Y los profesionales, los periodistas, esos seres a menudo infatuados y analfabetos, además de actualmente mileuristas  o becarios por el morro, cual es la condición laboral de tantos, que han elegido una profesión todavía residual, son o suelen ser, a la postre, las primeras víctimas de la inmoralidad descrita y, al tiempo, sus cómplices necesarios. Pudo haber un tiempo –en realidad, lo hubo- en el que el oficio conservaba su aura romántica y los medios concedían a cada oficiante un metro cúbico de libertad para fomentar la ilusión de que la noticia podía ser objetiva y la opinión incondicionada. Las hemerotecas testimonian el talento, el arrojo y la conciencia moral que se ha desplegado para cantarle las 40 al poder y a la misma sociedad. Un aluvión de artículos, reportajes e informaciones excepcionales –también radiadas o televisadas revelan ese horizonte ético, esa garantía de civilidad, en la que otrora se instaló el periodismo y que hoy se ha desvanecido hasta el grado de la excepcionalidad.

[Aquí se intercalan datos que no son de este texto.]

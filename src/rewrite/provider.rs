//! Maps server descriptors to playable embed URLs.
//!
//! Provider names overlap ("ArabEstream" contains both "arab" and "estream"),
//! so rules are an ordered first-match table rather than a lookup.

use crate::{codec::ServerDescriptor, config::EstreamTemplate};

/// Condition a descriptor is tested against.
#[derive(Debug, Clone, PartialEq, Eq)]
pub enum ProviderMatch {
    /// `id` already starts with `http://` or `https://`.
    AbsoluteId,
    /// Lower-cased name contains the needle.
    NameContains(&'static str),
}

/// What a matching rule produces.
#[derive(Debug, Clone, PartialEq, Eq)]
pub enum ProviderTarget {
    /// Substitute `{id}` into the template.
    Template(String),
    /// Use the id unchanged.
    Verbatim,
}

#[derive(Debug, Clone, PartialEq, Eq)]
pub struct ProviderRule {
    pub condition: ProviderMatch,
    pub target: ProviderTarget,
}

impl ProviderRule {
    fn name_contains(needle: &'static str, template: &str) -> Self {
        Self {
            condition: ProviderMatch::NameContains(needle),
            target: ProviderTarget::Template(template.to_string()),
        }
    }

    fn matches(&self, lower_name: &str, id: &str) -> bool {
        match self.condition {
            ProviderMatch::AbsoluteId => is_absolute_url(id),
            ProviderMatch::NameContains(needle) => lower_name.contains(needle),
        }
    }

    fn apply(&self, id: &str) -> String {
        match &self.target {
            ProviderTarget::Template(template) => template.replace("{id}", id),
            ProviderTarget::Verbatim => id.to_string(),
        }
    }
}

#[derive(Debug, Clone)]
pub struct ProviderResolver {
    rules: Vec<ProviderRule>,
}

impl ProviderResolver {
    pub fn new(estream: &EstreamTemplate) -> Self {
        let rules = vec![
            ProviderRule {
                condition: ProviderMatch::AbsoluteId,
                target: ProviderTarget::Verbatim,
            },
            ProviderRule::name_contains("estream", estream.as_str()),
            ProviderRule::name_contains("arab", "https://v.turkvearab.com/embed-{id}.html"),
            ProviderRule::name_contains("ok", "https://ok.ru/videoembed/{id}"),
            ProviderRule::name_contains("red", "https://iplayerhls.com/e/{id}"),
            ProviderRule::name_contains(
                "dailymotion",
                "https://www.dailymotion.com/embed/video/{id}",
            ),
            ProviderRule {
                condition: ProviderMatch::NameContains("express"),
                target: ProviderTarget::Verbatim,
            },
        ];

        Self { rules }
    }

    /// Resolve a descriptor. Falls back to the raw id when nothing matches.
    pub fn resolve(&self, server: &ServerDescriptor) -> String {
        let name = server.name.to_lowercase();

        self.rules
            .iter()
            .find(|rule| rule.matches(&name, &server.id))
            .map(|rule| rule.apply(&server.id))
            .unwrap_or_else(|| server.id.clone())
    }
}

impl Default for ProviderResolver {
    fn default() -> Self {
        Self::new(&EstreamTemplate::default())
    }
}

fn is_absolute_url(id: &str) -> bool {
    let lower = id.get(..8).unwrap_or(id).to_ascii_lowercase();
    lower.starts_with("http://") || lower.starts_with("https://")
}

#[cfg(test)]
mod tests {
    use super::*;

    fn resolve(name: &str, id: &str) -> String {
        ProviderResolver::default().resolve(&ServerDescriptor::new(name, id))
    }

    #[test]
    fn test_absolute_id_wins() {
        assert_eq!(
            resolve("Ok.ru", "HTTPS://cdn.example.com/v"),
            "HTTPS://cdn.example.com/v"
        );
        assert_eq!(resolve("estream", "http://x.test/a"), "http://x.test/a");
    }

    #[test]
    fn test_known_providers() {
        assert_eq!(resolve("Ok.ru", "abc123"), "https://ok.ru/videoembed/abc123");
        assert_eq!(resolve("EStream", "e1"), "https://arabveturk.com/e1.html");
        assert_eq!(
            resolve("Arab HD", "a1"),
            "https://v.turkvearab.com/embed-a1.html"
        );
        assert_eq!(resolve("Red", "r1"), "https://iplayerhls.com/e/r1");
        assert_eq!(
            resolve("Dailymotion", "d1"),
            "https://www.dailymotion.com/embed/video/d1"
        );
    }

    #[test]
    fn test_verbatim_fallbacks() {
        assert_eq!(resolve("Express", "exp-1"), "exp-1");
        assert_eq!(resolve("Unknown host", "zzz"), "zzz");
        assert_eq!(resolve("", ""), "");
    }

    #[test]
    fn test_rule_order_on_overlapping_names() {
        // "estream" is listed before "arab".
        assert_eq!(
            resolve("ArabEstream", "x"),
            "https://arabveturk.com/x.html"
        );
        // "arab" is listed before "ok".
        assert_eq!(
            resolve("ArabOk", "x"),
            "https://v.turkvearab.com/embed-x.html"
        );
        // "ok" is listed before "red".
        assert_eq!(resolve("Red Ok", "x"), "https://ok.ru/videoembed/x");
        // "red" is listed before "express".
        assert_eq!(resolve("ExpressRed", "x"), "https://iplayerhls.com/e/x");
    }

    #[test]
    fn test_embed_estream_template() {
        let resolver = ProviderResolver::new(&EstreamTemplate::Embed);
        assert_eq!(
            resolver.resolve(&ServerDescriptor::new("estream", "x")),
            "https://arabveturk.com/embed-x.html"
        );
    }

    #[test]
    fn test_resolution_is_deterministic() {
        let resolver = ProviderResolver::default();
        let server = ServerDescriptor::new("Ok", "same");
        assert_eq!(resolver.resolve(&server), resolver.resolve(&server));
    }
}
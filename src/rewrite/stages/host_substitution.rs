use regex::{NoExpand, Regex};

use super::{ContentKind, RewriteContext, RewriteStage, replace_all_owned};

/// Points absolute and protocol-relative upstream references at the serving origin.
pub struct HostSubstitutionStage;

impl HostSubstitutionStage {
    fn patterns(target_host: &str) -> Result<(Regex, Regex), regex::Error> {
        let host = regex::escape(target_host);
        Ok((
            Regex::new(&format!(r"(?i)https?://{}", host))?,
            Regex::new(&format!(r"(?i)//{}", host))?,
        ))
    }
}

impl RewriteStage for HostSubstitutionStage {
    fn name(&self) -> &'static str {
        "host-substitution"
    }

    fn applies_to(&self, kind: ContentKind) -> bool {
        kind.is_text()
    }

    fn apply(&self, body: String, context: &RewriteContext) -> String {
        if context.target_host.is_empty() {
            return body;
        }

        let (absolute, protocol_relative) = match Self::patterns(&context.target_host) {
            Ok(patterns) => patterns,
            Err(e) => {
                tracing::warn!(stage = self.name(), "Cannot build host pattern: {}", e);
                return body;
            }
        };

        let origin = context.serving_origin.as_str();
        let body = replace_all_owned(&absolute, body, NoExpand(origin));
        replace_all_owned(&protocol_relative, body, NoExpand(origin))
    }
}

Hoy el periodista, con pocas salvedades, no viste los colores de su propia dignidad y criterio, sino los de la empresa y opción política o religiosa que subyace en ella. ¿Cómo, si no, ha de sobrevivir?

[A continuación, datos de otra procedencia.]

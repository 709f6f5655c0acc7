//! The REST executor: two-phase, pause-and-resume.
//!
//! Instead of blocking on the remote call, the executor POSTs a work request
//! to the partner and records the skill in `_rest_pending`; the engine then
//! pauses at the `await_callback` interrupt until the partner POSTs back to
//! the public callback endpoint.

use serde_json::{json, Map, Value};
use skillflow_core::{paths::render_template, RunState, Skill};

use crate::context::{EngineContext, ExecutionEnv};
use crate::errors::{EngineError, Result};

/// What the executor node should do after a dispatch attempt.
#[derive(Debug, Clone, Copy, PartialEq, Eq)]
pub enum RestDispatch {
    /// Work was sent; pause at `await_callback`.
    Dispatched,
    /// The skill was already pending; no request was sent.
    Duplicate,
}

fn build_payload(skill: &Skill, inputs: &Map<String, Value>, env: ExecutionEnv<'_>, callback_url: &str) -> Value {
    json!({
        "skill": skill.name,
        "thread_id": env.thread_id,
        "callback_url": callback_url,
        "inputs": inputs,
        "expected_outputs": skill.all_produces().into_iter().collect::<Vec<_>>(),
        "sop": env.sop,
    })
}

async fn send(ctx: &EngineContext, skill: &Skill, inputs: &Map<String, Value>, env: ExecutionEnv<'_>) -> Result<String> {
    let rest = skill
        .rest
        .as_ref()
        .ok_or_else(|| EngineError::Execution(format!("{} is missing REST configuration", skill.name)))?;
    let url = render_template(&rest.url, inputs)?;
    let method = reqwest::Method::from_bytes(rest.method.as_bytes())
        .map_err(|_| EngineError::Execution(format!("{}: invalid REST method '{}'", skill.name, rest.method)))?;
    let payload = build_payload(skill, inputs, env, &ctx.config.callback_url());

    let mut request = ctx
        .http
        .request(method, &url)
        .timeout(std::time::Duration::from_secs_f64(rest.timeout))
        .json(&payload);
    for (key, value) in &rest.headers {
        request = request.header(key, value);
    }
    request.send().await?.error_for_status()?;
    Ok(url)
}

/// Dispatch for the graph's executor node: guards against double-dispatch
/// and marks the skill pending on success.
pub async fn dispatch(
    ctx: &EngineContext,
    skill: &Skill,
    inputs: &Map<String, Value>,
    state: &mut RunState,
    env: ExecutionEnv<'_>,
) -> Result<RestDispatch> {
    if state.rest_pending().contains(&skill.name) {
        ctx.events.info(
            env.thread_id,
            format!(
                "[EXECUTOR] {} already pending REST callback. Skipping duplicate dispatch.",
                skill.name
            ),
        );
        state.push_history(format!("Skipped duplicate REST dispatch for {}", skill.name));
        return Ok(RestDispatch::Duplicate);
    }

    let url = send(ctx, skill, inputs, env).await?;
    ctx.events.info(
        env.thread_id,
        format!("[EXECUTOR] {} dispatched to REST endpoint {url}", skill.name),
    );
    state.mark_rest_pending(&skill.name);
    state.push_history(format!("Requested {} via REST API", skill.name));
    Ok(RestDispatch::Dispatched)
}

/// Dispatch without pending bookkeeping (pipeline-nested REST skills).
pub async fn dispatch_only(
    ctx: &EngineContext,
    skill: &Skill,
    inputs: &Map<String, Value>,
    env: ExecutionEnv<'_>,
) -> Result<()> {
    let url = send(ctx, skill, inputs, env).await?;
    ctx.events.info(env.thread_id, format!("[EXECUTOR] {} dispatched to REST endpoint {url}", skill.name));
    Ok(())
}

#[cfg(test)]
mod tests {
    use super::*;
    use crate::test_support::{test_context, StaticChat};
    use axum::routing::post;
    use axum::{Json, Router};
    use serde_json::json;
    use std::sync::{Arc, Mutex};

    async fn partner_server(received: Arc<Mutex<Vec<Value>>>) -> String {
        let app = Router::new().route(
            "/task/:order",
            post(move |Json(body): Json<Value>| {
                let received = received.clone();
                async move {
                    received.lock().unwrap_or_else(|e| e.into_inner()).push(body);
                    Json(json!({"status": "accepted"}))
                }
            }),
        );
        let listener = tokio::net::TcpListener::bind("127.0.0.1:0").await.unwrap();
        let addr = listener.local_addr().unwrap();
        tokio::spawn(async move {
            axum::serve(listener, app).await.ok();
        });
        format!("http://{addr}")
    }

    fn rest_skill(url: &str) -> Skill {
        serde_json::from_value(json!({
            "name": "validate",
            "description": "remote validation",
            "requires": ["order_id"],
            "produces": ["approved"],
            "executor": "rest",
            "rest": {"url": format!("{url}/task/{{order_id}}"), "timeout": 5.0}
        }))
        .unwrap()
    }

    #[tokio::test]
    async fn test_dispatch_posts_payload_and_marks_pending() {
        let received = Arc::new(Mutex::new(Vec::new()));
        let base = partner_server(received.clone()).await;
        let ctx = test_context(StaticChat::silent());
        let skill = rest_skill(&base);
        let mut state = RunState::new("t1", "Validate the order", Map::new());
        let inputs = json!({"order_id": "42"}).as_object().cloned().unwrap();

        let outcome = dispatch(
            &ctx,
            &skill,
            &inputs,
            &mut state,
            ExecutionEnv { sop: "Validate the order", thread_id: "t1", ..Default::default() },
        )
        .await
        .unwrap();

        assert_eq!(outcome, RestDispatch::Dispatched);
        assert!(state.rest_pending().contains("validate"));
        assert!(state.history.iter().any(|h| h == "Requested validate via REST API"));

        let payloads = received.lock().unwrap_or_else(|e| e.into_inner());
        assert_eq!(payloads.len(), 1);
        assert_eq!(payloads[0]["skill"], "validate");
        assert_eq!(payloads[0]["thread_id"], "t1");
        assert_eq!(payloads[0]["inputs"]["order_id"], "42");
        assert_eq!(payloads[0]["expected_outputs"], json!(["approved"]));
        assert!(payloads[0]["callback_url"].as_str().unwrap().ends_with("/callback"));
    }

    #[tokio::test]
    async fn test_duplicate_dispatch_is_a_noop() {
        let received = Arc::new(Mutex::new(Vec::new()));
        let base = partner_server(received.clone()).await;
        let ctx = test_context(StaticChat::silent());
        let skill = rest_skill(&base);
        let mut state = RunState::new("t1", "sop", Map::new());
        state.mark_rest_pending("validate");
        let inputs = json!({"order_id": "42"}).as_object().cloned().unwrap();

        let outcome = dispatch(
            &ctx,
            &skill,
            &inputs,
            &mut state,
            ExecutionEnv { sop: "sop", thread_id: "t1", ..Default::default() },
        )
        .await
        .unwrap();

        assert_eq!(outcome, RestDispatch::Duplicate);
        assert!(received.lock().unwrap_or_else(|e| e.into_inner()).is_empty());
    }

    #[tokio::test]
    async fn test_dispatch_fails_on_unreachable_partner() {
        let ctx = test_context(StaticChat::silent());
        let skill = rest_skill("http://127.0.0.1:1");
        let mut state = RunState::new("t1", "sop", Map::new());
        let inputs = json!({"order_id": "42"}).as_object().cloned().unwrap();
        let err = dispatch(
            &ctx,
            &skill,
            &inputs,
            &mut state,
            ExecutionEnv { sop: "sop", thread_id: "t1", ..Default::default() },
        )
        .await;
        assert!(err.is_err());
        assert!(state.rest_pending().is_empty());
    }
}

Claro que, desde los medios, siempre se puede aducir una eximente: son plurales en punto a intereses y líneas editoriales, lo que permite al lector contrastar informaciones y opiniones para sacar sus propias conclusiones. Cierto, aunque no demasiado, pues en ese concierto o desconcierto mediático no hay lugar apenas para la izquierda política, lo que delata un panorama unidimensional, cuanto menos mutilado y éticamente deplorable.